Record excerpts —
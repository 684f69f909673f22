//! Registration and login. Field validation is done by hand on `Option`
//! fields so missing or empty values come back as a 400 with a message
//! rather than a framework rejection.

use std::sync::Arc;

use axum::extract::State;
use axum::http::StatusCode;
use axum::response::IntoResponse;
use axum::routing::post;
use axum::{Json, Router};
use serde::Deserialize;
use serde_json::json;
use tracing::info;

use lib_common::auth::{hash_password, verify_password};

use crate::parcel_logic::error::AppError;
use crate::parcel_logic::state::AppState;

pub fn routes() -> Router<Arc<AppState>> {
    Router::new()
        .route("/register", post(register))
        .route("/login", post(login))
}

#[derive(Deserialize)]
struct RegisterRequest {
    username: Option<String>,
    email: Option<String>,
    password: Option<String>,
}

#[derive(Deserialize)]
struct LoginRequest {
    email: Option<String>,
    password: Option<String>,
}

fn required(value: Option<String>) -> Option<String> {
    value.filter(|s| !s.is_empty())
}

async fn register(
    State(state): State<Arc<AppState>>,
    Json(body): Json<RegisterRequest>,
) -> Result<impl IntoResponse, AppError> {
    let (Some(username), Some(email), Some(password)) = (
        required(body.username),
        required(body.email),
        required(body.password),
    ) else {
        return Err(AppError::BadRequest(
            "Missing username, email, or password".to_string(),
        ));
    };

    if state.users.username_exists(&username).await? {
        return Err(AppError::Conflict("Username already exists".to_string()));
    }
    if state.users.email_exists(&email).await? {
        return Err(AppError::Conflict("Email already exists".to_string()));
    }

    let password_hash = hash_password(&password)?;
    let user_id = state.users.insert(&username, &email, &password_hash).await?;
    info!("Registered user {username} (id {user_id})");

    Ok((
        StatusCode::CREATED,
        Json(json!({ "message": "User registered successfully" })),
    ))
}

async fn login(
    State(state): State<Arc<AppState>>,
    Json(body): Json<LoginRequest>,
) -> Result<impl IntoResponse, AppError> {
    let (Some(email), Some(password)) = (required(body.email), required(body.password)) else {
        return Err(AppError::BadRequest("Missing email or password".to_string()));
    };

    let Some(user) = state.users.find_by_email(&email).await? else {
        return Err(AppError::Unauthorized("Invalid credentials".to_string()));
    };
    if !verify_password(&password, &user.password_hash) {
        return Err(AppError::Unauthorized("Invalid credentials".to_string()));
    }

    let access_token = state.tokens.issue_access(user.id, user.is_admin)?;
    let refresh_token = state.tokens.issue_refresh(user.id)?;
    info!("User {} logged in", user.id);

    Ok(Json(json!({
        "message": "Login successful",
        "access_token": access_token,
        "refresh_token": refresh_token,
    })))
}
//! # Utilities Module
//!
//! Small helpers shared across the backend: upload filename handling and
//! money/distance rounding.

use uuid::Uuid;

/// Strips path components and reduces the name to a safe character set,
/// mirroring what `secure_filename` does for uploaded files.
pub fn sanitize_filename(name: &str) -> String {
    let base = name.rsplit(['/', '\\']).next().unwrap_or(name);
    let cleaned: String = base
        .chars()
        .map(|c| {
            if c.is_ascii_alphanumeric() || c == '.' || c == '-' || c == '_' {
                c
            } else {
                '_'
            }
        })
        .collect();
    let trimmed = cleaned.trim_matches(['.', '_']).to_string();
    if trimmed.is_empty() {
        "upload".to_string()
    } else {
        trimmed
    }
}

/// Unique on-disk name for an upload: a random prefix plus the sanitized
/// original, so concurrent uploads of "photo.jpg" never collide.
pub fn stored_upload_name(original: &str) -> String {
    format!("{}_{}", Uuid::new_v4().simple(), sanitize_filename(original))
}

/// Rounds to 2 decimals (money and kilometers).
pub fn round2(value: f64) -> f64 {
    (value * 100.0).round() / 100.0
}

#[cfg(test)]
mod tests {
    use super::*;

    #[test]
    fn sanitize_strips_paths_and_odd_characters() {
        assert_eq!(sanitize_filename("../../etc/passwd"), "passwd");
        assert_eq!(sanitize_filename("my photo (1).jpg"), "my_photo__1_.jpg");
        assert_eq!(sanitize_filename("..."), "upload");
    }

    #[test]
    fn stored_names_are_unique_per_call() {
        let a = stored_upload_name("photo.jpg");
        let b = stored_upload_name("photo.jpg");
        assert_ne!(a, b);
        assert!(a.ends_with("photo.jpg"));
    }

    #[test]
    fn round2_rounds_half_up() {
        assert_eq!(round2(12.346), 12.35);
        assert_eq!(round2(5.004), 5.0);
        assert_eq!(round2(7.0), 7.0);
    }
}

Task goal — Return, exactly, the lines from the first line of the records above to the line containing "use axum::routing::post;", both included.

Completed exercise —
repository 684f69f909673f22
//! Registration and login. Field validation is done by hand on `Option`
//! fields so missing or empty values come back as a 400 with a message
//! rather than a framework rejection.

use std::sync::Arc;

use axum::extract::State;
use axum::http::StatusCode;
use axum::response::IntoResponse;
use axum::routing::post;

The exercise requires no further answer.